_What the exercise asks_
Quote only the lines from the top of the listing below down to and including the line with "pub struct TracingLogger;".
┌────────
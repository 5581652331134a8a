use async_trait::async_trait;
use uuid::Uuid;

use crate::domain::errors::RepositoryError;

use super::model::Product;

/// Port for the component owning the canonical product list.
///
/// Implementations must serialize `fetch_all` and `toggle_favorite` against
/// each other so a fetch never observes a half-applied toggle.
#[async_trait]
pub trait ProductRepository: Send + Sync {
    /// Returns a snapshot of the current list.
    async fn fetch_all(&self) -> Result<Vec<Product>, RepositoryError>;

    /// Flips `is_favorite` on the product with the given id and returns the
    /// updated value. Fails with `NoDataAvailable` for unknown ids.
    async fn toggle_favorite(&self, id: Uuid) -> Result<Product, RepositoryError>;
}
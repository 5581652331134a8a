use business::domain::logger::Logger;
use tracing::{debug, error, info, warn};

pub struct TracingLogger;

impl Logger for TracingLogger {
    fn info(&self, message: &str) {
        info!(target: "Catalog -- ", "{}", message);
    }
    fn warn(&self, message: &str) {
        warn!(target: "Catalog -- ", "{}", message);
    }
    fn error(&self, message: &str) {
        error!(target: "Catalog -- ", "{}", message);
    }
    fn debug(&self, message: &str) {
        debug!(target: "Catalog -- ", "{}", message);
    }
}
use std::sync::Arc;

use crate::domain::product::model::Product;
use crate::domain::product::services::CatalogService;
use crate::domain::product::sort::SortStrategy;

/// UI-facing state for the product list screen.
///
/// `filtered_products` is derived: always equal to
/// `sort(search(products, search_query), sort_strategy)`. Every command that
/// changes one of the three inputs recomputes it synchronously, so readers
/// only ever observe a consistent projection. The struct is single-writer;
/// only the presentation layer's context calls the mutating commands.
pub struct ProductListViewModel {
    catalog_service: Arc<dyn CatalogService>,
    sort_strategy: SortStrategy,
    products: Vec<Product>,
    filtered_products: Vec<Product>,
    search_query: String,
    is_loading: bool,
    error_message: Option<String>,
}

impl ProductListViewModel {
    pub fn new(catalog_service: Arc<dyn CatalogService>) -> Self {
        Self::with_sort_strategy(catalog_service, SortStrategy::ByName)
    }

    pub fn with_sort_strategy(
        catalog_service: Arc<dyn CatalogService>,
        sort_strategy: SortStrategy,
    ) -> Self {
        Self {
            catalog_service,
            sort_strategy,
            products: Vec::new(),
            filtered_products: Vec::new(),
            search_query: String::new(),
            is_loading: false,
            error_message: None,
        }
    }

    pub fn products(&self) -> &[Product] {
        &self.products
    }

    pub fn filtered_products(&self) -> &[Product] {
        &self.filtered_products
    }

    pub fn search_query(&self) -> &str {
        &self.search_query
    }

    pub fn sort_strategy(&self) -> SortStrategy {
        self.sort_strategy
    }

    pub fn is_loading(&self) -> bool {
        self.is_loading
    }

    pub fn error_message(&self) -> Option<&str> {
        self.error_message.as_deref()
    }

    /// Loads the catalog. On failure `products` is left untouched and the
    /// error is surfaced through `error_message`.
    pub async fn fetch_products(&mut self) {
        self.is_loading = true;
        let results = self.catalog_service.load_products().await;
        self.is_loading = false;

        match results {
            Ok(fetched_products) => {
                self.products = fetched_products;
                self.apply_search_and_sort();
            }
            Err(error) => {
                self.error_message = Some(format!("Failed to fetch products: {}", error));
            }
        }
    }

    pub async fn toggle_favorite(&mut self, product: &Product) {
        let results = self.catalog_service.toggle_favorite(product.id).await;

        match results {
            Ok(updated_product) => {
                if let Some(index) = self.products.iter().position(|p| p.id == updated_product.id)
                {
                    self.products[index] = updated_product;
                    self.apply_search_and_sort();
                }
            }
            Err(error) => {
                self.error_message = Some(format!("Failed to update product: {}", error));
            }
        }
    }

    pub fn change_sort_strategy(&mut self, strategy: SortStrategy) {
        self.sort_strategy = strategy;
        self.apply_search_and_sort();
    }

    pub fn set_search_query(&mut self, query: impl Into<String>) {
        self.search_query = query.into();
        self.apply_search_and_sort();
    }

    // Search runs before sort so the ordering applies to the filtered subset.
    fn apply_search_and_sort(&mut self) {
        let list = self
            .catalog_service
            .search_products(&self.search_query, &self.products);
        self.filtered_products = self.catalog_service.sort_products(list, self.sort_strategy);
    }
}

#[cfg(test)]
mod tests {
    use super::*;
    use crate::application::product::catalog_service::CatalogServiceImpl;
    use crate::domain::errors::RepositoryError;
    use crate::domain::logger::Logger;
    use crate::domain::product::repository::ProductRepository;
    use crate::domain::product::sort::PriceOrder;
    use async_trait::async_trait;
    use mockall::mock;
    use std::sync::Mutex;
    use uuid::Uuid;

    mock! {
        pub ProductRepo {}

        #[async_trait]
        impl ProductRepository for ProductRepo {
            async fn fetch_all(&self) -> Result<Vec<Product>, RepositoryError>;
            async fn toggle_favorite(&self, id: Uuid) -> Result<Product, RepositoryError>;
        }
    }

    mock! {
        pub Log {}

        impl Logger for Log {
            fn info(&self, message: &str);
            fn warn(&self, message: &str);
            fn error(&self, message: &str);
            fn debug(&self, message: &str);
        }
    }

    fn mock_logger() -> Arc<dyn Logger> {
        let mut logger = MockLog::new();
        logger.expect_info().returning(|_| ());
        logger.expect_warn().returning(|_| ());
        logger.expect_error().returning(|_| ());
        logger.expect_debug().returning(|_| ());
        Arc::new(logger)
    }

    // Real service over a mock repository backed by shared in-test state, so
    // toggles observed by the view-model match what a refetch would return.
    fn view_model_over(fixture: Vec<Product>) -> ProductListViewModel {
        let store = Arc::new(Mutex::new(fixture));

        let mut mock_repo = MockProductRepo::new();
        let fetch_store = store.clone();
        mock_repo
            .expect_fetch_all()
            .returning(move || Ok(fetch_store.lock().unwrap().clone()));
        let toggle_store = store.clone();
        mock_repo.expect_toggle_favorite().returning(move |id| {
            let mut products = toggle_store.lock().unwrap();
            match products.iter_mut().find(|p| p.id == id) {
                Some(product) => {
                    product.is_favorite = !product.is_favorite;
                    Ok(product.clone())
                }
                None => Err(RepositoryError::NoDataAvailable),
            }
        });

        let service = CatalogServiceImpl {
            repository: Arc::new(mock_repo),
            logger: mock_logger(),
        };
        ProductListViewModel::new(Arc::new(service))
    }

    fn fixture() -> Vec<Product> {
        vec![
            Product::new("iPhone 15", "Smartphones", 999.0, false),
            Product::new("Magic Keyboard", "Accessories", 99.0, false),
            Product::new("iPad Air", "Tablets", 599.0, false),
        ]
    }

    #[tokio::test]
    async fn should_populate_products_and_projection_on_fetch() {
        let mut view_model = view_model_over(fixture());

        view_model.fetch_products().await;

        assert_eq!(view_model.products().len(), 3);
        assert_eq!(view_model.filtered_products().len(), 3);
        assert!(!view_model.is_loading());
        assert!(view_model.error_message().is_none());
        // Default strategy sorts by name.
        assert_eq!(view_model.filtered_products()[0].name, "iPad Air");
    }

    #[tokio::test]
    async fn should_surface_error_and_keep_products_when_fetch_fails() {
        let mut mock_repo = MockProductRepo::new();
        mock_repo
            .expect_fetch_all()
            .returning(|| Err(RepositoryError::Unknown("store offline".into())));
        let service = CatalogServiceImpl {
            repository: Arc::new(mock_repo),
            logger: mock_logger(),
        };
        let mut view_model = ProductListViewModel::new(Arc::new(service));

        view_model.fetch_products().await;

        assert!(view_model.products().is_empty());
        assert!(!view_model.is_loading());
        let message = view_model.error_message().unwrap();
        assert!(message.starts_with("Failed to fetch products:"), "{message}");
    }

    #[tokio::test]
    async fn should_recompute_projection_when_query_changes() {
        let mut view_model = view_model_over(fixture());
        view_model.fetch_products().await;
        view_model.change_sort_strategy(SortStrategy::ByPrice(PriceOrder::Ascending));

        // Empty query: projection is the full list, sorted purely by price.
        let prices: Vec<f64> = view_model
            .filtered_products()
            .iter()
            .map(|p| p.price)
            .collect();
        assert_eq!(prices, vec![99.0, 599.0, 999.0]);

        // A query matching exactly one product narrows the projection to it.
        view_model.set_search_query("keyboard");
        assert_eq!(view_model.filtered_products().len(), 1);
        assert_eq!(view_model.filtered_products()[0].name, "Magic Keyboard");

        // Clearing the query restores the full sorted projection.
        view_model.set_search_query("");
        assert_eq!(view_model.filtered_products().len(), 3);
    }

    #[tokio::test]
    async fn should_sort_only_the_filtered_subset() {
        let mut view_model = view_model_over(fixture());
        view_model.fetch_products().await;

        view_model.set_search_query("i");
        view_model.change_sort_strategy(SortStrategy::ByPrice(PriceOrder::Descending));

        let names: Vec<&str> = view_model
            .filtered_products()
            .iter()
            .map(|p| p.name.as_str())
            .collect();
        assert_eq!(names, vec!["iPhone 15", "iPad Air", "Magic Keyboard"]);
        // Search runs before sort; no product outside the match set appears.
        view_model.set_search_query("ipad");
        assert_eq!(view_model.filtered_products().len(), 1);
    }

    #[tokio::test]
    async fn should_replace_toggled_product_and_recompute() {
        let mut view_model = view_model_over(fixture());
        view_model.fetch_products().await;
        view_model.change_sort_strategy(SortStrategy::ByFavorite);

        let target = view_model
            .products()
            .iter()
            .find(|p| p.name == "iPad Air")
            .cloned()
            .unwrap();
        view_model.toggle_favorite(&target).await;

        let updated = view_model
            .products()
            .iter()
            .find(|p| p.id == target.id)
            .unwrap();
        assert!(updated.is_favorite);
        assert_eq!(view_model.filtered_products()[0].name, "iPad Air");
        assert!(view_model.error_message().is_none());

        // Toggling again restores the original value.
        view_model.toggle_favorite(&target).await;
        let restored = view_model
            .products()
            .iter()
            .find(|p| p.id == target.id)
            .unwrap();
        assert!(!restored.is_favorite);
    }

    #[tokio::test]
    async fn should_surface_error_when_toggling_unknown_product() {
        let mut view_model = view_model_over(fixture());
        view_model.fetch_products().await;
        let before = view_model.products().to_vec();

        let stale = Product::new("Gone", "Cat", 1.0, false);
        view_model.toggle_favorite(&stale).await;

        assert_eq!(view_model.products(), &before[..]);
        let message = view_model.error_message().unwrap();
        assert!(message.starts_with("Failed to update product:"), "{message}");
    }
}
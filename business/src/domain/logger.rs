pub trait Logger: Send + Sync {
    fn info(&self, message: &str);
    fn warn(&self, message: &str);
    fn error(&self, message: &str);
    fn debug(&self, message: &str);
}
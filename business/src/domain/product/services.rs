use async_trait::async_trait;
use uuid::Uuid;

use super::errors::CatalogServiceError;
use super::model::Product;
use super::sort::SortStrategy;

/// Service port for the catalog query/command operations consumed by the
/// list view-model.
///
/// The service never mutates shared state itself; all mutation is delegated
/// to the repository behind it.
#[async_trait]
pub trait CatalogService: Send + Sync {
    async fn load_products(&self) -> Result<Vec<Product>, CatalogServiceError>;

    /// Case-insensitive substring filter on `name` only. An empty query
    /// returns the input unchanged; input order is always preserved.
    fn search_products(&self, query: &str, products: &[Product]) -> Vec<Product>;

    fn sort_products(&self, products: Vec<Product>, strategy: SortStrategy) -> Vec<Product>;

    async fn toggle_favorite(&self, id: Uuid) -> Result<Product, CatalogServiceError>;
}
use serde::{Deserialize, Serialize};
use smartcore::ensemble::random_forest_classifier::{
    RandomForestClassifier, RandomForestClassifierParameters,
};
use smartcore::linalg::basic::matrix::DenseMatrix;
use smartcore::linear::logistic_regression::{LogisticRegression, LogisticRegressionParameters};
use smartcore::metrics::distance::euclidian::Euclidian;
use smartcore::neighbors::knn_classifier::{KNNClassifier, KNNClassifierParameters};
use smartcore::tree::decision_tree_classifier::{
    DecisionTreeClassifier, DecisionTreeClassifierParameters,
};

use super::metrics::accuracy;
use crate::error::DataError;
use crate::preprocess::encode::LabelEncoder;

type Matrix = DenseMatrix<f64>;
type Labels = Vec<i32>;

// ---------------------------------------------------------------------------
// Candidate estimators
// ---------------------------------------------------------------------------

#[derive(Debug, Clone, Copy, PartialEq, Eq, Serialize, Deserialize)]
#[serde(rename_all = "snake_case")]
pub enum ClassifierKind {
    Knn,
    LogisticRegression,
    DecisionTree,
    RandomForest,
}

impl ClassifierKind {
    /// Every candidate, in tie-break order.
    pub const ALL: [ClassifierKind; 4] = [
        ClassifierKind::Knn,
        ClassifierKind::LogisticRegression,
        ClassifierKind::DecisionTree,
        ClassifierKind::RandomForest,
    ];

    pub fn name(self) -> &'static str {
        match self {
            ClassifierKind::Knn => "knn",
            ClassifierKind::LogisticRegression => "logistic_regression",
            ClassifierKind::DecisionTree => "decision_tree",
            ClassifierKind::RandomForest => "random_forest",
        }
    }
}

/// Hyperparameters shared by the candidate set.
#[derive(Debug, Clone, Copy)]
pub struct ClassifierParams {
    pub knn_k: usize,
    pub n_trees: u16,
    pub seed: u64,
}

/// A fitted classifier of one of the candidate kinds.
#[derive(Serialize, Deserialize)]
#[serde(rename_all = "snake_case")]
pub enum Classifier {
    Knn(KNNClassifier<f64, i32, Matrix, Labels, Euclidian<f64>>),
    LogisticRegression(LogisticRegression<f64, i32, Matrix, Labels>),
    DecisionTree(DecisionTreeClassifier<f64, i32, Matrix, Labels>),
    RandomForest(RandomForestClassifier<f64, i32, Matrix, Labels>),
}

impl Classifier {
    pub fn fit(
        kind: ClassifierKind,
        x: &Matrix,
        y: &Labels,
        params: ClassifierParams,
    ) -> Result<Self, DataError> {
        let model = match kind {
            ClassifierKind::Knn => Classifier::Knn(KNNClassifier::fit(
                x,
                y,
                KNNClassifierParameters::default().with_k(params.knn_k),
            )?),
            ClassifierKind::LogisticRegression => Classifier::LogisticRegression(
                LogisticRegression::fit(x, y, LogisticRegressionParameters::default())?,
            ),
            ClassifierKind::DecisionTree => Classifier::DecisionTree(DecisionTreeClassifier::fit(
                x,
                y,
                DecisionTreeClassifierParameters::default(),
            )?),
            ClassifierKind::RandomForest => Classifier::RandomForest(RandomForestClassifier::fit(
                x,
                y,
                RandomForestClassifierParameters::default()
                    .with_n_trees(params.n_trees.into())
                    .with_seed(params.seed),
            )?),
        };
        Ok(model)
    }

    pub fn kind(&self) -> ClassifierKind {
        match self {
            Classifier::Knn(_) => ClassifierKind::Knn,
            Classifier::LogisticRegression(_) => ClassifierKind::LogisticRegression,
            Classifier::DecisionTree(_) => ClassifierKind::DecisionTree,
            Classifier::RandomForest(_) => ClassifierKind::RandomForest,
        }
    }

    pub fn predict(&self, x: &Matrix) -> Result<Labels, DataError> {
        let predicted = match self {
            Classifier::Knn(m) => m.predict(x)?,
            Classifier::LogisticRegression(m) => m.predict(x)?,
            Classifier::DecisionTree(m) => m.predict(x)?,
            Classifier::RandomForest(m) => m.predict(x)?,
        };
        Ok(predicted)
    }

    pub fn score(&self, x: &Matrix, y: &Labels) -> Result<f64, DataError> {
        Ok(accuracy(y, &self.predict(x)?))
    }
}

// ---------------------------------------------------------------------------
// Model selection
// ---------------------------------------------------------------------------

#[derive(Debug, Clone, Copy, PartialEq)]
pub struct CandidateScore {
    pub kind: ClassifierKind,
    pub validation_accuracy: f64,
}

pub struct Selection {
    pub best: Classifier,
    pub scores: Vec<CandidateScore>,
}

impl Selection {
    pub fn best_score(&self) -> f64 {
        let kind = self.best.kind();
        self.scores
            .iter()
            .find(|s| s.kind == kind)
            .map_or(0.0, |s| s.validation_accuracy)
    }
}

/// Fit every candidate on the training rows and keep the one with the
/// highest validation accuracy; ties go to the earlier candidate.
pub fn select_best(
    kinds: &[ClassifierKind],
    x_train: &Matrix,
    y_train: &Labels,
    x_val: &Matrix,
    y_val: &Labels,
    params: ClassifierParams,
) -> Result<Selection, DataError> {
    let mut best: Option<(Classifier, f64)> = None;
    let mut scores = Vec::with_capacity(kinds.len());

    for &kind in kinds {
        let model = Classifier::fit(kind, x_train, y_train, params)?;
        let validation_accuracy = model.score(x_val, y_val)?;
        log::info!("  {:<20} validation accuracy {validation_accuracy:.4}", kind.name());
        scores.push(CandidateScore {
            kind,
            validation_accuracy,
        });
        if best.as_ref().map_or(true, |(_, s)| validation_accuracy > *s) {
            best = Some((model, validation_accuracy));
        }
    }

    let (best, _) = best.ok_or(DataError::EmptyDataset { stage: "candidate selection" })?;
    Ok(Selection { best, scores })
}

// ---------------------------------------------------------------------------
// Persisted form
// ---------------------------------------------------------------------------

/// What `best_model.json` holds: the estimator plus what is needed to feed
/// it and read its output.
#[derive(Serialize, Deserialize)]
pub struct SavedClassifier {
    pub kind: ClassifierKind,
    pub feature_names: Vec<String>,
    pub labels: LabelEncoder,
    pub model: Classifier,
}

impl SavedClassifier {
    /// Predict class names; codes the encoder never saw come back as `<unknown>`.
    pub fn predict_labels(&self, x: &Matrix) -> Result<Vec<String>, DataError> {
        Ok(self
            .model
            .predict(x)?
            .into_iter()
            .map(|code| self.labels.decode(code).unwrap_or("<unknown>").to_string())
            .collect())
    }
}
└────────
_Solution to this task_
repository 5581652331134a8a
use async_trait::async_trait;
use uuid::Uuid;

use crate::domain::errors::RepositoryError;

use super::model::Product;

/// Port for the component owning the canonical product list.
///
/// Implementations must serialize `fetch_all` and `toggle_favorite` against
/// each other so a fetch never observes a half-applied toggle.
#[async_trait]
pub trait ProductRepository: Send + Sync {
    /// Returns a snapshot of the current list.
    async fn fetch_all(&self) -> Result<Vec<Product>, RepositoryError>;

    /// Flips `is_favorite` on the product with the given id and returns the
    /// updated value. Fails with `NoDataAvailable` for unknown ids.
    async fn toggle_favorite(&self, id: Uuid) -> Result<Product, RepositoryError>;
}
repository 5581652331134a8a
use business::domain::logger::Logger;
use tracing::{debug, error, info, warn};

pub struct TracingLogger;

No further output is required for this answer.